***** Supplied material

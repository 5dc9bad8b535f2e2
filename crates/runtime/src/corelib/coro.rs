//! The `coroutine` table.

use crate::api::upvalue_index;
use crate::error::{RtResult, Status};
use crate::heap::ThreadRef;
use crate::ldebug;
use crate::state::Runtime;
use crate::value::{Type, Value};

pub fn open(rt: &mut Runtime) -> RtResult<()> {
    rt.create_table(0, 7)?;
    let entries: &[(&str, crate::value::NativeFn)] = &[
        ("create", co_create),
        ("resume", co_resume),
        ("yield", co_yield),
        ("status", co_status),
        ("wrap", co_wrap),
        ("isyieldable", co_isyieldable),
        ("running", co_running),
    ];
    for (name, f) in entries {
        rt.push_native(*f)?;
        rt.set_field(-2, name)?;
    }
    rt.set_global_field("coroutine")?;
    Ok(())
}

fn check_coroutine(rt: &mut Runtime, idx: i32) -> RtResult<ThreadRef> {
    rt.to_thread(idx).ok_or_else(|| {
        ldebug::run_error(rt, format!("bad argument #{idx} (coroutine expected)"))
    })
}

fn co_create(rt: &mut Runtime) -> RtResult<u32> {
    if !matches!(rt.value_at(1).type_of(), Type::Function) {
        return Err(ldebug::run_error(rt, "bad argument #1 (function expected)".into()));
    }
    let co = rt.new_thread_api()?; // thread on top
    rt.push_index(1)?; // the body function
    rt.xmove(co, 1); // seed the coroutine's stack with it
    Ok(1)
}

/// Shared resume plumbing: returns the result count already on the
/// caller's stack, or an error message (also on the stack).
fn aux_resume(rt: &mut Runtime, co: ThreadRef, nargs: usize) -> RtResult<Result<usize, ()>> {
    let (status, nres) = rt.resume(co, nargs);
    match status {
        Status::Ok | Status::Yield => Ok(Ok(nres)),
        _ => Ok(Err(())), // error object is on top
    }
}

fn co_resume(rt: &mut Runtime) -> RtResult<u32> {
    let co = check_coroutine(rt, 1)?;
    let nargs = rt.get_top() - 1;
    match aux_resume(rt, co, nargs)? {
        Ok(nres) => {
            rt.push_bool(true)?;
            rt.insert(-(nres as i32) - 1);
            Ok(nres as u32 + 1)
        }
        Err(()) => {
            rt.push_bool(false)?;
            rt.insert(-2); // false below the error message
            Ok(2)
        }
    }
}

fn co_yield(rt: &mut Runtime) -> RtResult<u32> {
    let n = rt.get_top();
    Err(rt.yield_k(n, 0, None))
}

fn co_status(rt: &mut Runtime) -> RtResult<u32> {
    let co = check_coroutine(rt, 1)?;
    let status = rt.co_status(co);
    rt.push_str(status.name())?;
    Ok(1)
}

fn wrap_call(rt: &mut Runtime) -> RtResult<u32> {
    let co = match rt.value_at(upvalue_index(1)) {
        Value::Thread(t) => t,
        _ => unreachable!("wrap closures carry their coroutine"),
    };
    let nargs = rt.get_top();
    match aux_resume(rt, co, nargs)? {
        Ok(nres) => Ok(nres as u32),
        Err(()) => {
            // Re-raise the error in the caller.
            let v = rt.value_at(-1);
            rt.pop(1);
            Err(crate::call::error_msg(rt, v))
        }
    }
}

fn co_wrap(rt: &mut Runtime) -> RtResult<u32> {
    co_create(rt)?; // coroutine on top
    rt.push_native_closure(wrap_call, 1)?;
    Ok(1)
}

fn co_isyieldable(rt: &mut Runtime) -> RtResult<u32> {
    let y = rt.is_yieldable();
    rt.push_bool(y)?;
    Ok(1)
}

fn co_running(rt: &mut Runtime) -> RtResult<u32> {
    let is_main = rt.push_thread()?;
    rt.push_bool(is_main)?;
    Ok(2)
}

**********

*Prompt:* Set the lines down exactly, from the first line of the records to the line where "pub fn open(rt: &mut" appears, with both ends kept.

*Response to this exercise:*
repository 5dc9bad8b535f2e2
filename crates/runtime/src/corelib/coro.rs
//! The `coroutine` table.

use crate::api::upvalue_index;
use crate::error::{RtResult, Status};
use crate::heap::ThreadRef;
use crate::ldebug;
use crate::state::Runtime;
use crate::value::{Type, Value};

pub fn open(rt: &mut Runtime) -> RtResult<()> {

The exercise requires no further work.